- _What to produce_:
Looking at the entries, how many lines hold the word "missing"? State the number by itself.
_ _ _
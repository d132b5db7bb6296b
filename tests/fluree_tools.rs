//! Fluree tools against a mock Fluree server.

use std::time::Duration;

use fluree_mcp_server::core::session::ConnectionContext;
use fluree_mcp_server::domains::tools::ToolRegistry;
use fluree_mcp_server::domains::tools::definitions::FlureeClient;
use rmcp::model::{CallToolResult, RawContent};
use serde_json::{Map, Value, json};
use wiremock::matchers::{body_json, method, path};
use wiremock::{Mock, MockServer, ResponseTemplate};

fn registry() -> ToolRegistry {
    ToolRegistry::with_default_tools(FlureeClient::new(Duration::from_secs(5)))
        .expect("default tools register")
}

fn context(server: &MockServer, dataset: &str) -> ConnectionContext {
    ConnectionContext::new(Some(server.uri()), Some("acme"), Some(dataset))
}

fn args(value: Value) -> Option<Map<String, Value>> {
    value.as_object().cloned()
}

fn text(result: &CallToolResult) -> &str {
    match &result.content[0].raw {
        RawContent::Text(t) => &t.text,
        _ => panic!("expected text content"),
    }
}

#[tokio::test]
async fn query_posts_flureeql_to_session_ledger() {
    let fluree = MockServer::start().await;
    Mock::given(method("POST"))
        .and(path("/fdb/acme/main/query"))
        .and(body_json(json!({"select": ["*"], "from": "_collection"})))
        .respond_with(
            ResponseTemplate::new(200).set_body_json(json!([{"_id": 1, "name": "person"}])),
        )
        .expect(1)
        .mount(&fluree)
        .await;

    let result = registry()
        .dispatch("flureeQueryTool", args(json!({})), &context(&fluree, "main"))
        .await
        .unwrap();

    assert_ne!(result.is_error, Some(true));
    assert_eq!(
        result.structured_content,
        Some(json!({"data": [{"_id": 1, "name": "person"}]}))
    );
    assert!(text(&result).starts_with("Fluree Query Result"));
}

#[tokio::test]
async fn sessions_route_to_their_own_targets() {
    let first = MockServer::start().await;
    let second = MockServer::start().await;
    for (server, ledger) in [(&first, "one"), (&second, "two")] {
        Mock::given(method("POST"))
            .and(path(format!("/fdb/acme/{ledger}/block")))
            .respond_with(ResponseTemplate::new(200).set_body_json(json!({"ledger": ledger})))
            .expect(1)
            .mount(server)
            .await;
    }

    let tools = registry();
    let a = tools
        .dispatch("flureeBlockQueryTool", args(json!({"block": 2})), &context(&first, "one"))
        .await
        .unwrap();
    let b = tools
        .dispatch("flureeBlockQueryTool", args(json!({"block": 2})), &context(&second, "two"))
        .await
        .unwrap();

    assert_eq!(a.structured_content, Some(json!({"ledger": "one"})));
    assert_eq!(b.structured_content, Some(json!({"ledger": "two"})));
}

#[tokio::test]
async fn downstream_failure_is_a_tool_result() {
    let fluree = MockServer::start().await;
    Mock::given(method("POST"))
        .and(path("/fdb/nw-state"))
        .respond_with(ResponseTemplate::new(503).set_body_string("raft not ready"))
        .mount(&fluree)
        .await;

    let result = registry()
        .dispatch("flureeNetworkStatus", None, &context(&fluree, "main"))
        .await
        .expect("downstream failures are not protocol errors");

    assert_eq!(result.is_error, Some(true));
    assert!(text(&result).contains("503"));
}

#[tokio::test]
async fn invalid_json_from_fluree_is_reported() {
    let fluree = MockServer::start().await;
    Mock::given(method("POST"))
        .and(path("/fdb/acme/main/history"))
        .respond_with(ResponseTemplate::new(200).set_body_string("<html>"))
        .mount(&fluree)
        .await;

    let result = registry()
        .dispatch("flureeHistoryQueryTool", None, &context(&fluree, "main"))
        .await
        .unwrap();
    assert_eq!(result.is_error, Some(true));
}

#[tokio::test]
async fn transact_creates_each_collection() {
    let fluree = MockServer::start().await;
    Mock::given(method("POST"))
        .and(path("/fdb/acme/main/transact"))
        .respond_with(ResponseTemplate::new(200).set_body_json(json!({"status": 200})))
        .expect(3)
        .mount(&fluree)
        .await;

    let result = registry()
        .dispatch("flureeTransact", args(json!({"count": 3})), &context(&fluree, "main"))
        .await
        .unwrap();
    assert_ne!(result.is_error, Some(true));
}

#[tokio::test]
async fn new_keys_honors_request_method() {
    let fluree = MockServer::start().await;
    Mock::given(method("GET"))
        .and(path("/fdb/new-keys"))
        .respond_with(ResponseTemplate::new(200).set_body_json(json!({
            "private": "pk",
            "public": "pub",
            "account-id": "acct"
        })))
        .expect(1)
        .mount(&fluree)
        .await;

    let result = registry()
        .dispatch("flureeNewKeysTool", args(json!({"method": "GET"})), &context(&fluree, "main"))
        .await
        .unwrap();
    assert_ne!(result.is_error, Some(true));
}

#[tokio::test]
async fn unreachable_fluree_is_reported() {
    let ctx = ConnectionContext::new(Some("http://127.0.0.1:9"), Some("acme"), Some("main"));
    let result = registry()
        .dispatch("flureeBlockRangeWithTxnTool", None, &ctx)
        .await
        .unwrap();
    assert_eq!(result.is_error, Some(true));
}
_ _ _
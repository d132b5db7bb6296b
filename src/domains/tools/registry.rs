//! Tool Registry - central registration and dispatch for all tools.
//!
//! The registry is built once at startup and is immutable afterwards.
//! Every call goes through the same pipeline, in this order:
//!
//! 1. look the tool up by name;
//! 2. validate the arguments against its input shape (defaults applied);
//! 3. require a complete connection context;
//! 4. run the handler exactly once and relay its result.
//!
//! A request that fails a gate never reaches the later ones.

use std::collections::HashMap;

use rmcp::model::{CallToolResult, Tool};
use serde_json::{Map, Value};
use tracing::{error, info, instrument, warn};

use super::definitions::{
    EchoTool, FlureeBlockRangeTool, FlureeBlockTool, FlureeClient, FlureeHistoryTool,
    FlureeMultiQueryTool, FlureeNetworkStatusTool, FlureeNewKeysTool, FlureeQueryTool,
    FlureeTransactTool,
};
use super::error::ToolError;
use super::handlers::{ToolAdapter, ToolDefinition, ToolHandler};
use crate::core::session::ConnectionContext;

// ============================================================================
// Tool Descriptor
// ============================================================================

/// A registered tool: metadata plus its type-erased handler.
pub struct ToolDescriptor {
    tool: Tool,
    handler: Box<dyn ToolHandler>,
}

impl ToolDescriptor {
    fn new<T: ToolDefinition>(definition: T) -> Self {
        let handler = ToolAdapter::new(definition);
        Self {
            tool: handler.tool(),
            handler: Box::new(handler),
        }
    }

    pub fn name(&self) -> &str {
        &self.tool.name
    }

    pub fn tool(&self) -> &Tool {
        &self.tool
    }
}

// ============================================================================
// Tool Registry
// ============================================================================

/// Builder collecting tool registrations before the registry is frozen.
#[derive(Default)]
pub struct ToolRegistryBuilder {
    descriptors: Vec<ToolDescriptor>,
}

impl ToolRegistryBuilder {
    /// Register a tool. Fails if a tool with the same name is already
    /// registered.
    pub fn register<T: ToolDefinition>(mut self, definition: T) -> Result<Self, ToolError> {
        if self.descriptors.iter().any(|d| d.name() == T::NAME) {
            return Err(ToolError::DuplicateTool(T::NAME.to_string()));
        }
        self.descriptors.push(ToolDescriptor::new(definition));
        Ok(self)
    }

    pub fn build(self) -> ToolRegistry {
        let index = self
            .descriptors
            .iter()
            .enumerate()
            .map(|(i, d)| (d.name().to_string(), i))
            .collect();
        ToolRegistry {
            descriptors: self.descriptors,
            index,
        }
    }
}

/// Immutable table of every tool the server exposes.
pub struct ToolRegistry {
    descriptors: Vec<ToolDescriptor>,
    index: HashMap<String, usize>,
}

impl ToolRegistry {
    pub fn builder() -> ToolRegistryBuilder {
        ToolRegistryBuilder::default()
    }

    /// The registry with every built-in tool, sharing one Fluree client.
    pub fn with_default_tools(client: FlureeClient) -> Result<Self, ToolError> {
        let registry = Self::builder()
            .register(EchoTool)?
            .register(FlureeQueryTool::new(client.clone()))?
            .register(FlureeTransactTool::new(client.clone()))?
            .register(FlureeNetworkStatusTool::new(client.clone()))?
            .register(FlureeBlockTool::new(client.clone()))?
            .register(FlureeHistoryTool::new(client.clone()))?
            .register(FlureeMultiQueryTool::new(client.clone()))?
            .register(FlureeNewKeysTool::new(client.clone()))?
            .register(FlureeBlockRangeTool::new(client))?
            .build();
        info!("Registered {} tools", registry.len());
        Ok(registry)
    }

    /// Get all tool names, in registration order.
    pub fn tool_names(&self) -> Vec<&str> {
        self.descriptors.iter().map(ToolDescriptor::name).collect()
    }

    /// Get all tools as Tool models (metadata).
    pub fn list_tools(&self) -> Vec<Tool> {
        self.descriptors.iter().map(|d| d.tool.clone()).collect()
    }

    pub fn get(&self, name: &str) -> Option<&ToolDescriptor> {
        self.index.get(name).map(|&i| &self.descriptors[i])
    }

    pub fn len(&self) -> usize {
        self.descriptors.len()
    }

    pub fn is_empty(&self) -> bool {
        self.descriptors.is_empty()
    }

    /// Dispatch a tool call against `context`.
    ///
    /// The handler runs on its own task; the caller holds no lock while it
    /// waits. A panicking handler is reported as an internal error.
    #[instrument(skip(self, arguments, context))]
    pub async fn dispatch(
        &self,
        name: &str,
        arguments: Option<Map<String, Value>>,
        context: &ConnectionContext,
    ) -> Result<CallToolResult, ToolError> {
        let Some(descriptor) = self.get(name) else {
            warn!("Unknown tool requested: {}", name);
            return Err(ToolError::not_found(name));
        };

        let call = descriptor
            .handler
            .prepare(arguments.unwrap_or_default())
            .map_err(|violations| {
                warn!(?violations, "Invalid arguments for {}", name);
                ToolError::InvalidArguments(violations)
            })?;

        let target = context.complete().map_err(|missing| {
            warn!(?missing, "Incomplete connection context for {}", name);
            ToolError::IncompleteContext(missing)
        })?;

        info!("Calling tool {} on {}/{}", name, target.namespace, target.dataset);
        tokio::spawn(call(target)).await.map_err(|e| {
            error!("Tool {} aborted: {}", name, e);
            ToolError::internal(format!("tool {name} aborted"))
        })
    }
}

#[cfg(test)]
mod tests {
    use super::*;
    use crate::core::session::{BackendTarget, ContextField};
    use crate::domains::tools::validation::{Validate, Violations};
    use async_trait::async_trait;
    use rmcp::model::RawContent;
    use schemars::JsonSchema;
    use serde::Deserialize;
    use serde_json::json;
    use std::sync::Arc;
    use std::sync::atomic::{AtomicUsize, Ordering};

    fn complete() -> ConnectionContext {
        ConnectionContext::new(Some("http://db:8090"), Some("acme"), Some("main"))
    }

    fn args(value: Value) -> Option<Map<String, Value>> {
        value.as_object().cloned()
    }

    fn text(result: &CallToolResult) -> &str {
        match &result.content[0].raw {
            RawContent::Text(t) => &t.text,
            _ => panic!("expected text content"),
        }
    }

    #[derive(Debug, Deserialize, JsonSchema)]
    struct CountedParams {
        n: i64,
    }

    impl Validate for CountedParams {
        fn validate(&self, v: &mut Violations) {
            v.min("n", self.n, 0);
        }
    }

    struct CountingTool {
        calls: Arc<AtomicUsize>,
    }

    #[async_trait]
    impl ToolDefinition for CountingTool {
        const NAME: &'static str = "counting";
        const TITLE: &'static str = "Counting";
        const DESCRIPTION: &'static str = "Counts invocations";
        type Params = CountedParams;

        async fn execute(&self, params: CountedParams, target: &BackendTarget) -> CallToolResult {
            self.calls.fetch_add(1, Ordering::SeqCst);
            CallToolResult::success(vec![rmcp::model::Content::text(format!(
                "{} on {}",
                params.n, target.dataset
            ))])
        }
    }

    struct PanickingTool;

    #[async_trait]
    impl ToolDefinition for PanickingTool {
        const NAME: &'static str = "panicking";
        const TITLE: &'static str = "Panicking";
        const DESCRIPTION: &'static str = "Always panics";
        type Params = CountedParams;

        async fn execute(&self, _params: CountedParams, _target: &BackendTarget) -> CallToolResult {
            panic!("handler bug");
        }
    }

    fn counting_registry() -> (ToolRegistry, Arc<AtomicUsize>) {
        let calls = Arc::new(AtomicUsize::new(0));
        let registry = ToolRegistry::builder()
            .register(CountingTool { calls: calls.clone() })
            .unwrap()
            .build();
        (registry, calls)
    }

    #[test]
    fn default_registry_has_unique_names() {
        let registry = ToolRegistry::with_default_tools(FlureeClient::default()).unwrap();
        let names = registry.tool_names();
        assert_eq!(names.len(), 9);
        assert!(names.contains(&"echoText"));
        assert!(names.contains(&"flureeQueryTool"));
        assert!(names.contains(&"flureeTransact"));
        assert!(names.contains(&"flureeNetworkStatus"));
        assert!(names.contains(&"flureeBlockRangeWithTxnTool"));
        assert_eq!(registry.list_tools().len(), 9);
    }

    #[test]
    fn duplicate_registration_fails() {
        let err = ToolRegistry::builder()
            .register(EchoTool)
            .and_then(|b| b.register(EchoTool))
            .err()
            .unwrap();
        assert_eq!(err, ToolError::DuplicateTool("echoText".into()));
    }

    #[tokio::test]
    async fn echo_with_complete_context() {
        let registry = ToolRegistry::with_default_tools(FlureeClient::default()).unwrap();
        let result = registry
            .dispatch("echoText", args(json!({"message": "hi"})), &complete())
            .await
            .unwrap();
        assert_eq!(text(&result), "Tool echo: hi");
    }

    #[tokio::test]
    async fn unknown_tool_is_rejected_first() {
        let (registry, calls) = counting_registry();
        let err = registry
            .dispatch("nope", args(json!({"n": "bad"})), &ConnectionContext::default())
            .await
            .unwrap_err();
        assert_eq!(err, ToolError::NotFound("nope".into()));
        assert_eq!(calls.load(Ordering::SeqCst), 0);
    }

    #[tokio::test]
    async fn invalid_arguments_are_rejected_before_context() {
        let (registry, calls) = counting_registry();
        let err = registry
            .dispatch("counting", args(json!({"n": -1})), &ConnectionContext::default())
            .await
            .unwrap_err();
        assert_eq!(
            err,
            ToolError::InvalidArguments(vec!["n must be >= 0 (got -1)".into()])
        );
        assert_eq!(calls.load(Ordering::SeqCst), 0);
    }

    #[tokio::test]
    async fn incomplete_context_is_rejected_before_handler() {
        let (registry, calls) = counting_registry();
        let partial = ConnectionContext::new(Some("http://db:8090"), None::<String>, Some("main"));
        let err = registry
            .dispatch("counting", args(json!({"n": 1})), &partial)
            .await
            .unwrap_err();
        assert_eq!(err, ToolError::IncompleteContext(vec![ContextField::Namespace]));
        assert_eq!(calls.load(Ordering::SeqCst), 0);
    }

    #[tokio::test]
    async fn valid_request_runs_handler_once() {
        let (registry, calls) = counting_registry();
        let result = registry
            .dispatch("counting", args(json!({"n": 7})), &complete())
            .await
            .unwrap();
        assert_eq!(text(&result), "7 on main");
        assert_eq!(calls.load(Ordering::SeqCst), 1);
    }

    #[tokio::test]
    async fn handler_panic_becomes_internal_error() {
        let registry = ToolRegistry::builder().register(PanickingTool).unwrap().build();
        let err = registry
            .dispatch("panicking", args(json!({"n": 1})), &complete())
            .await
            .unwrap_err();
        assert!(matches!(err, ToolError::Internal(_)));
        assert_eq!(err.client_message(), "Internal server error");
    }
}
_ _ _
- _Task result_:
3